//! Call-boundary layer between managed hosts and the cactus inference engine
//!
//! A managed host (the JVM, or Rust code acting as one) drives an opaque
//! native engine through three entry points: create a model, run a
//! completion, destroy the model. A run writes its full response into a
//! caller-owned buffer and can stream every generated token to a host
//! callable while it runs.
//!
//! # Layout
//!
//! - [`engine`]: the engine entry points and the opaque model handle
//! - [`marshal`]: strings and buffers across the boundary, one ownership rule each
//! - [`host`]: the managed environment ([`ManagedEnv`]) and a closure-backed host
//! - [`callback`]: host callables as C token callbacks
//! - [`guard`]: fault and panic containment at the boundary
//! - [`lifecycle`]: create/run/destroy, return-code interpretation, handle tables
//! - [`utility`]: device registration, device id and data directory
//! - [`payload`]: helpers for the JSON texts the engine consumes and produces
//! - `jvm` (feature `jni`): JVM entry points
//!
//! # Example
//!
//! ```no_run
//! use cactus_bridge::{
//!     ClosureEnv, CompletionRequest, EngineApi, LibraryLoader, Model, ResponseBuffer,
//!     TokenCallback, TokenSink,
//! };
//! use std::cell::RefCell;
//!
//! # fn main() -> Result<(), Box<dyn std::error::Error>> {
//! let mut loader = LibraryLoader::new();
//! let api = EngineApi::load(&mut loader, "cactus")?;
//! let mut model = Model::create(&api, "model.gguf", 2048)?;
//!
//! let sink: &TokenSink<'_> = &RefCell::new(|text: &str, _id: u32| print!("{}", text));
//! let mut env = ClosureEnv::new();
//! let callback = TokenCallback::bind(&mut env, Some(&sink));
//!
//! let mut region = vec![0u8; 1024];
//! let mut buffer = ResponseBuffer::new(&mut region);
//! let request = CompletionRequest::new(r#"[{"role":"user","content":"Hi"}]"#);
//! let outcome = model.complete_streaming(&request, &mut buffer, callback)?;
//! println!("\n{:?}", outcome.status);
//! # Ok(())
//! # }
//! ```

pub mod callback;
pub mod engine;
pub mod error;
pub mod guard;
pub mod host;
pub mod lifecycle;
pub mod loader;
pub mod marshal;
pub mod payload;
pub mod sys;
pub mod utility;

#[cfg(feature = "jni")]
pub mod jvm;

pub use callback::{EventStats, TokenCallback, TokenEvent};
pub use engine::EngineApi;
pub use error::{BridgeError, BridgeResult};
pub use host::{ClosureEnv, HostError, HostFault, ManagedEnv, TokenSink};
pub use lifecycle::{
    CompletionOutcome, CompletionRequest, CompletionStatus, HandleState, HandleTable,
    LifecycleError, Model,
};
pub use loader::{LibraryLoader, LoadError};
pub use marshal::{MarshalContext, MarshalError, NativeString, ResponseBuffer};
pub use payload::{ChatMessage, CompletionOptions, CompletionResult};
pub use utility::{UtilityApi, UtilityProxy};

EXERCISE PROMPT. Write out every line, unchanged, from the one containing "at the boundary" through the closing line of the data.

ANSWER TO THE PROBLEM.
//! - [`guard`]: fault and panic containment at the boundary
//! - [`lifecycle`]: create/run/destroy, return-code interpretation, handle tables
//! - [`utility`]: device registration, device id and data directory
//! - [`payload`]: helpers for the JSON texts the engine consumes and produces
//! - `jvm` (feature `jni`): JVM entry points
//!
//! # Example
//!
//! ```no_run
//! use cactus_bridge::{
//!     ClosureEnv, CompletionRequest, EngineApi, LibraryLoader, Model, ResponseBuffer,
//!     TokenCallback, TokenSink,
//! };
//! use std::cell::RefCell;
//!
//! # fn main() -> Result<(), Box<dyn std::error::Error>> {
//! let mut loader = LibraryLoader::new();
//! let api = EngineApi::load(&mut loader, "cactus")?;
//! let mut model = Model::create(&api, "model.gguf", 2048)?;
//!
//! let sink: &TokenSink<'_> = &RefCell::new(|text: &str, _id: u32| print!("{}", text));
//! let mut env = ClosureEnv::new();
//! let callback = TokenCallback::bind(&mut env, Some(&sink));
//!
//! let mut region = vec![0u8; 1024];
//! let mut buffer = ResponseBuffer::new(&mut region);
//! let request = CompletionRequest::new(r#"[{"role":"user","content":"Hi"}]"#);
//! let outcome = model.complete_streaming(&request, &mut buffer, callback)?;
//! println!("\n{:?}", outcome.status);
//! # Ok(())
//! # }
//! ```

pub mod callback;
pub mod engine;
pub mod error;
pub mod guard;
pub mod host;
pub mod lifecycle;
pub mod loader;
pub mod marshal;
pub mod payload;
pub mod sys;
pub mod utility;

#[cfg(feature = "jni")]
pub mod jvm;

pub use callback::{EventStats, TokenCallback, TokenEvent};
pub use engine::EngineApi;
pub use error::{BridgeError, BridgeResult};
pub use host::{ClosureEnv, HostError, HostFault, ManagedEnv, TokenSink};
pub use lifecycle::{
    CompletionOutcome, CompletionRequest, CompletionStatus, HandleState, HandleTable,
    LifecycleError, Model,
};
pub use loader::{LibraryLoader, LoadError};
pub use marshal::{MarshalContext, MarshalError, NativeString, ResponseBuffer};
pub use payload::{ChatMessage, CompletionOptions, CompletionResult};
pub use utility::{UtilityApi, UtilityProxy};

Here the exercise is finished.